Data for this task START
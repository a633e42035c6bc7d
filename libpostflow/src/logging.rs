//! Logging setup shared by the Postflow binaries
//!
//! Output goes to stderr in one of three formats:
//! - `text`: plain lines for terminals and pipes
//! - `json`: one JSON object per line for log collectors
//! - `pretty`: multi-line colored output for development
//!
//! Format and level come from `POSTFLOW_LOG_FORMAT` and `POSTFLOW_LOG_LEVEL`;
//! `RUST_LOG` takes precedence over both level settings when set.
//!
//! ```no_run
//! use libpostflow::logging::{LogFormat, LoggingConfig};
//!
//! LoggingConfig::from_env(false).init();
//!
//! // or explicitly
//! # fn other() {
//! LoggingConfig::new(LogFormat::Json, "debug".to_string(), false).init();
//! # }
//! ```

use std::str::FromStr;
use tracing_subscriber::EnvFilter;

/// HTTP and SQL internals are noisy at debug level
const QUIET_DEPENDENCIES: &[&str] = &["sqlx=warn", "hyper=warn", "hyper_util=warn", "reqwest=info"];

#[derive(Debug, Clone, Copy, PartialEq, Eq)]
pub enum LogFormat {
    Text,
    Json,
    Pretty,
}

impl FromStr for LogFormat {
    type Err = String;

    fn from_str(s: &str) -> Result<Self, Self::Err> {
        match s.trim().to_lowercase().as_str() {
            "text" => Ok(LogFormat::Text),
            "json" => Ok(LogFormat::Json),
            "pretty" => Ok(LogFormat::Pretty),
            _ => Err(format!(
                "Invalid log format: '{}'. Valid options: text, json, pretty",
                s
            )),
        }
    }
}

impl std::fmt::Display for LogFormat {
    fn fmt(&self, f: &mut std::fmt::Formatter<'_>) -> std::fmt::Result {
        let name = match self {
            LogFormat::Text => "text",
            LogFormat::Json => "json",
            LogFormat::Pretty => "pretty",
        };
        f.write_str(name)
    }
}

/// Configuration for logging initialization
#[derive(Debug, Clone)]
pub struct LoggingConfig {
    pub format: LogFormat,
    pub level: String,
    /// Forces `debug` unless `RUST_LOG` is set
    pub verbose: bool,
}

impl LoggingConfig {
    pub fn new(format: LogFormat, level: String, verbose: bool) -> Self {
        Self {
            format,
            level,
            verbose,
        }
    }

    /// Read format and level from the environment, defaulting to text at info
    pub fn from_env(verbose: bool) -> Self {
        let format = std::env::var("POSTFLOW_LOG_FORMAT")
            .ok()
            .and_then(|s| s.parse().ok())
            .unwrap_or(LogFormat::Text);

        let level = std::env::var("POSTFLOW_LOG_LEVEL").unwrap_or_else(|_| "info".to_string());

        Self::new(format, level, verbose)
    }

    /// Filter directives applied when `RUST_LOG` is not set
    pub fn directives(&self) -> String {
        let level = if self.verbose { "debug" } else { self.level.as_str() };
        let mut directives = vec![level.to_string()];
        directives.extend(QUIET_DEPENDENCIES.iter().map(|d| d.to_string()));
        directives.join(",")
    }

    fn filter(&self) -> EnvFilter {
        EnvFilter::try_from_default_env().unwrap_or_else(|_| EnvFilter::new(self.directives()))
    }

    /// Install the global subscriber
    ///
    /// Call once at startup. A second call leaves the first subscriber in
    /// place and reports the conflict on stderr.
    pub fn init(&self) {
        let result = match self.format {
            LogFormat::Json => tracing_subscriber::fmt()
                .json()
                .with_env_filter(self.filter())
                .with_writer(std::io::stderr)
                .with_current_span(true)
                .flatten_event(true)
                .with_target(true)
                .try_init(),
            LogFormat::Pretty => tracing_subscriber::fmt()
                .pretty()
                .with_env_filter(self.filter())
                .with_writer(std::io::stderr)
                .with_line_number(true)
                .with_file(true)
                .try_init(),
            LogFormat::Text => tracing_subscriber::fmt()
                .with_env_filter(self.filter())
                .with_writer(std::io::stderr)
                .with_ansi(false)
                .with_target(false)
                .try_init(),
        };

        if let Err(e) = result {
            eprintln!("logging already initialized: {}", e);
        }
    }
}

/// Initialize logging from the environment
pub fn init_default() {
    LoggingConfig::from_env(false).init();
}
Data for this task END
**Work request:** Among the entries, find every line holding "Clone" and return it.

**Result of this task:**
#[derive(Debug, Clone, Copy, PartialEq, Eq)]
#[derive(Debug, Clone)]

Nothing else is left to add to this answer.